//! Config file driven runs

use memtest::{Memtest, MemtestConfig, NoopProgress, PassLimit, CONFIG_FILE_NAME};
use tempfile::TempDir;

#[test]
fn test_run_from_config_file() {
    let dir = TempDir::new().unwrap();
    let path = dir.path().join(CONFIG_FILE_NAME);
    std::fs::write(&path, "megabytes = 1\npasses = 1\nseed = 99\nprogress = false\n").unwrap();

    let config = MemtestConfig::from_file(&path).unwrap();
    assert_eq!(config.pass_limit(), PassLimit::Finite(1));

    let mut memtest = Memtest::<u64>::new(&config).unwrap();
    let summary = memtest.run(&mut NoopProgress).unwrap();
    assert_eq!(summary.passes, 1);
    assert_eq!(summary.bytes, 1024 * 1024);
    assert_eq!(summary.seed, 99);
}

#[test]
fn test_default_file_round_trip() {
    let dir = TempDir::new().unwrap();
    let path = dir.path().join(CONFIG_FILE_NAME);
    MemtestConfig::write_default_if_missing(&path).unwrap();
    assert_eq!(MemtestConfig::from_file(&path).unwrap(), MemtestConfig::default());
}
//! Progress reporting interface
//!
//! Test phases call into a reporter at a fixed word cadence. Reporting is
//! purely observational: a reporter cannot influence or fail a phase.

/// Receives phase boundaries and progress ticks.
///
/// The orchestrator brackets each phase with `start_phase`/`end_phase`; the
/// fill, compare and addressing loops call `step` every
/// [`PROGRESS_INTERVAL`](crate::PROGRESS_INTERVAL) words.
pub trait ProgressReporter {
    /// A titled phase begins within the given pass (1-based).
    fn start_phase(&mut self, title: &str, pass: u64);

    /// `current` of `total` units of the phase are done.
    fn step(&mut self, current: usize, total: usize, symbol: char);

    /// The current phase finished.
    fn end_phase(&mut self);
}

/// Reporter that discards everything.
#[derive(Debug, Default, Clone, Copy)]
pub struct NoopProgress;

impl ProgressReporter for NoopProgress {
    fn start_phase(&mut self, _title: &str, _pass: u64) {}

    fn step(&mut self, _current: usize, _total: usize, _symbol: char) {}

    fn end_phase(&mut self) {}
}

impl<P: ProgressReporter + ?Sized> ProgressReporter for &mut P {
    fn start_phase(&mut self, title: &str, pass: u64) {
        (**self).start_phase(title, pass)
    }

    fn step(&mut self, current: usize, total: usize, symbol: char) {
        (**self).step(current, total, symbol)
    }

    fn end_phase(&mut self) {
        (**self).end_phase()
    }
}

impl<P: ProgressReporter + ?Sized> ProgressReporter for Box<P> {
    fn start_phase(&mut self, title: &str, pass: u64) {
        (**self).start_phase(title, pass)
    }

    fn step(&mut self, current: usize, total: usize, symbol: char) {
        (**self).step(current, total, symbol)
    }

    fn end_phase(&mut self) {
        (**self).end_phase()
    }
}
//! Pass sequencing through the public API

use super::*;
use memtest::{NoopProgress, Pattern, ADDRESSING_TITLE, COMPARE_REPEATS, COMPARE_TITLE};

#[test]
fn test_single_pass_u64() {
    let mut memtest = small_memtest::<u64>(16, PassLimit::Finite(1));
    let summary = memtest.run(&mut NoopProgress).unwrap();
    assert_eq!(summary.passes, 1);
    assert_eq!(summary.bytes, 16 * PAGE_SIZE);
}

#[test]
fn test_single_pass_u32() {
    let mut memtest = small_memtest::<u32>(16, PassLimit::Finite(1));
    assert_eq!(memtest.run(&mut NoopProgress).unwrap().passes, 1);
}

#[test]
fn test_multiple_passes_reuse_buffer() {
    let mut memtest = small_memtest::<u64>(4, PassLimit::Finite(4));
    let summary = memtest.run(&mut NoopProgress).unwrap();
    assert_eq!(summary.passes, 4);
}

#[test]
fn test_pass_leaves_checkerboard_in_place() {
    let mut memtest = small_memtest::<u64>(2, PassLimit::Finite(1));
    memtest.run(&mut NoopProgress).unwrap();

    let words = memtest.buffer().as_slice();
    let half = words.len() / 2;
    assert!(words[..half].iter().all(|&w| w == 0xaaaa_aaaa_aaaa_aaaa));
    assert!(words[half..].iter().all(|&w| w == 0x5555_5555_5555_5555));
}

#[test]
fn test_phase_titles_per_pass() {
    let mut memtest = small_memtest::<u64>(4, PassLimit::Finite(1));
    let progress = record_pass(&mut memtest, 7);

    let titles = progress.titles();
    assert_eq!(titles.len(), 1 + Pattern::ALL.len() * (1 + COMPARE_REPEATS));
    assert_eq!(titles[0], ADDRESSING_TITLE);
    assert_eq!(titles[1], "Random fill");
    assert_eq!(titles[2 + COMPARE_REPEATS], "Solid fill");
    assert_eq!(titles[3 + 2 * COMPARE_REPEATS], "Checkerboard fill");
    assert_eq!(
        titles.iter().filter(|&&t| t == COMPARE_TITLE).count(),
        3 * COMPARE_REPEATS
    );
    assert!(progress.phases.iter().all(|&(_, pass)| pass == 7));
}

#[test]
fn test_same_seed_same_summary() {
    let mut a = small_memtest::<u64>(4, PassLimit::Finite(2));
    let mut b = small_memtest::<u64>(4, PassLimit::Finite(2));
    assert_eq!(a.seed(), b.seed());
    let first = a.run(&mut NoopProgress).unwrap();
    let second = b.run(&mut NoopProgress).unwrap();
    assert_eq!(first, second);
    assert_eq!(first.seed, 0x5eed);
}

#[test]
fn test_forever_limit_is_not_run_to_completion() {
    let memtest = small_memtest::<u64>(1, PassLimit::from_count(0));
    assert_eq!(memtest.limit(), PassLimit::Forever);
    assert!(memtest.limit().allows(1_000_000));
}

************

▸ Task details:
An exact copy of the data, with every line intact, is the required answer.

▸ Result of the exercise:
//! Config file driven runs

use memtest::{Memtest, MemtestConfig, NoopProgress, PassLimit, CONFIG_FILE_NAME};
use tempfile::TempDir;

#[test]
fn test_run_from_config_file() {
    let dir = TempDir::new().unwrap();
    let path = dir.path().join(CONFIG_FILE_NAME);
    std::fs::write(&path, "megabytes = 1\npasses = 1\nseed = 99\nprogress = false\n").unwrap();

    let config = MemtestConfig::from_file(&path).unwrap();
    assert_eq!(config.pass_limit(), PassLimit::Finite(1));

    let mut memtest = Memtest::<u64>::new(&config).unwrap();
    let summary = memtest.run(&mut NoopProgress).unwrap();
    assert_eq!(summary.passes, 1);
    assert_eq!(summary.bytes, 1024 * 1024);
    assert_eq!(summary.seed, 99);
}

#[test]
fn test_default_file_round_trip() {
    let dir = TempDir::new().unwrap();
    let path = dir.path().join(CONFIG_FILE_NAME);
    MemtestConfig::write_default_if_missing(&path).unwrap();
    assert_eq!(MemtestConfig::from_file(&path).unwrap(), MemtestConfig::default());
}
//! Progress reporting interface
//!
//! Test phases call into a reporter at a fixed word cadence. Reporting is
//! purely observational: a reporter cannot influence or fail a phase.

/// Receives phase boundaries and progress ticks.
///
/// The orchestrator brackets each phase with `start_phase`/`end_phase`; the
/// fill, compare and addressing loops call `step` every
/// [`PROGRESS_INTERVAL`](crate::PROGRESS_INTERVAL) words.
pub trait ProgressReporter {
    /// A titled phase begins within the given pass (1-based).
    fn start_phase(&mut self, title: &str, pass: u64);

    /// `current` of `total` units of the phase are done.
    fn step(&mut self, current: usize, total: usize, symbol: char);

    /// The current phase finished.
    fn end_phase(&mut self);
}

/// Reporter that discards everything.
#[derive(Debug, Default, Clone, Copy)]
pub struct NoopProgress;

impl ProgressReporter for NoopProgress {
    fn start_phase(&mut self, _title: &str, _pass: u64) {}

    fn step(&mut self, _current: usize, _total: usize, _symbol: char) {}

    fn end_phase(&mut self) {}
}

impl<P: ProgressReporter + ?Sized> ProgressReporter for &mut P {
    fn start_phase(&mut self, title: &str, pass: u64) {
        (**self).start_phase(title, pass)
    }

    fn step(&mut self, current: usize, total: usize, symbol: char) {
        (**self).step(current, total, symbol)
    }

    fn end_phase(&mut self) {
        (**self).end_phase()
    }
}

impl<P: ProgressReporter + ?Sized> ProgressReporter for Box<P> {
    fn start_phase(&mut self, title: &str, pass: u64) {
        (**self).start_phase(title, pass)
    }

    fn step(&mut self, current: usize, total: usize, symbol: char) {
        (**self).step(current, total, symbol)
    }

    fn end_phase(&mut self) {
        (**self).end_phase()
    }
}
//! Pass sequencing through the public API

use super::*;
use memtest::{NoopProgress, Pattern, ADDRESSING_TITLE, COMPARE_REPEATS, COMPARE_TITLE};

#[test]
fn test_single_pass_u64() {
    let mut memtest = small_memtest::<u64>(16, PassLimit::Finite(1));
    let summary = memtest.run(&mut NoopProgress).unwrap();
    assert_eq!(summary.passes, 1);
    assert_eq!(summary.bytes, 16 * PAGE_SIZE);
}

#[test]
fn test_single_pass_u32() {
    let mut memtest = small_memtest::<u32>(16, PassLimit::Finite(1));
    assert_eq!(memtest.run(&mut NoopProgress).unwrap().passes, 1);
}

#[test]
fn test_multiple_passes_reuse_buffer() {
    let mut memtest = small_memtest::<u64>(4, PassLimit::Finite(4));
    let summary = memtest.run(&mut NoopProgress).unwrap();
    assert_eq!(summary.passes, 4);
}

#[test]
fn test_pass_leaves_checkerboard_in_place() {
    let mut memtest = small_memtest::<u64>(2, PassLimit::Finite(1));
    memtest.run(&mut NoopProgress).unwrap();

    let words = memtest.buffer().as_slice();
    let half = words.len() / 2;
    assert!(words[..half].iter().all(|&w| w == 0xaaaa_aaaa_aaaa_aaaa));
    assert!(words[half..].iter().all(|&w| w == 0x5555_5555_5555_5555));
}

#[test]
fn test_phase_titles_per_pass() {
    let mut memtest = small_memtest::<u64>(4, PassLimit::Finite(1));
    let progress = record_pass(&mut memtest, 7);

    let titles = progress.titles();
    assert_eq!(titles.len(), 1 + Pattern::ALL.len() * (1 + COMPARE_REPEATS));
    assert_eq!(titles[0], ADDRESSING_TITLE);
    assert_eq!(titles[1], "Random fill");
    assert_eq!(titles[2 + COMPARE_REPEATS], "Solid fill");
    assert_eq!(titles[3 + 2 * COMPARE_REPEATS], "Checkerboard fill");
    assert_eq!(
        titles.iter().filter(|&&t| t == COMPARE_TITLE).count(),
        3 * COMPARE_REPEATS
    );
    assert!(progress.phases.iter().all(|&(_, pass)| pass == 7));
}

#[test]
fn test_same_seed_same_summary() {
    let mut a = small_memtest::<u64>(4, PassLimit::Finite(2));
    let mut b = small_memtest::<u64>(4, PassLimit::Finite(2));
    assert_eq!(a.seed(), b.seed());
    let first = a.run(&mut NoopProgress).unwrap();
    let second = b.run(&mut NoopProgress).unwrap();
    assert_eq!(first, second);
    assert_eq!(first.seed, 0x5eed);
}

#[test]
fn test_forever_limit_is_not_run_to_completion() {
    let memtest = small_memtest::<u64>(1, PassLimit::from_count(0));
    assert_eq!(memtest.limit(), PassLimit::Forever);
    assert!(memtest.limit().allows(1_000_000));
}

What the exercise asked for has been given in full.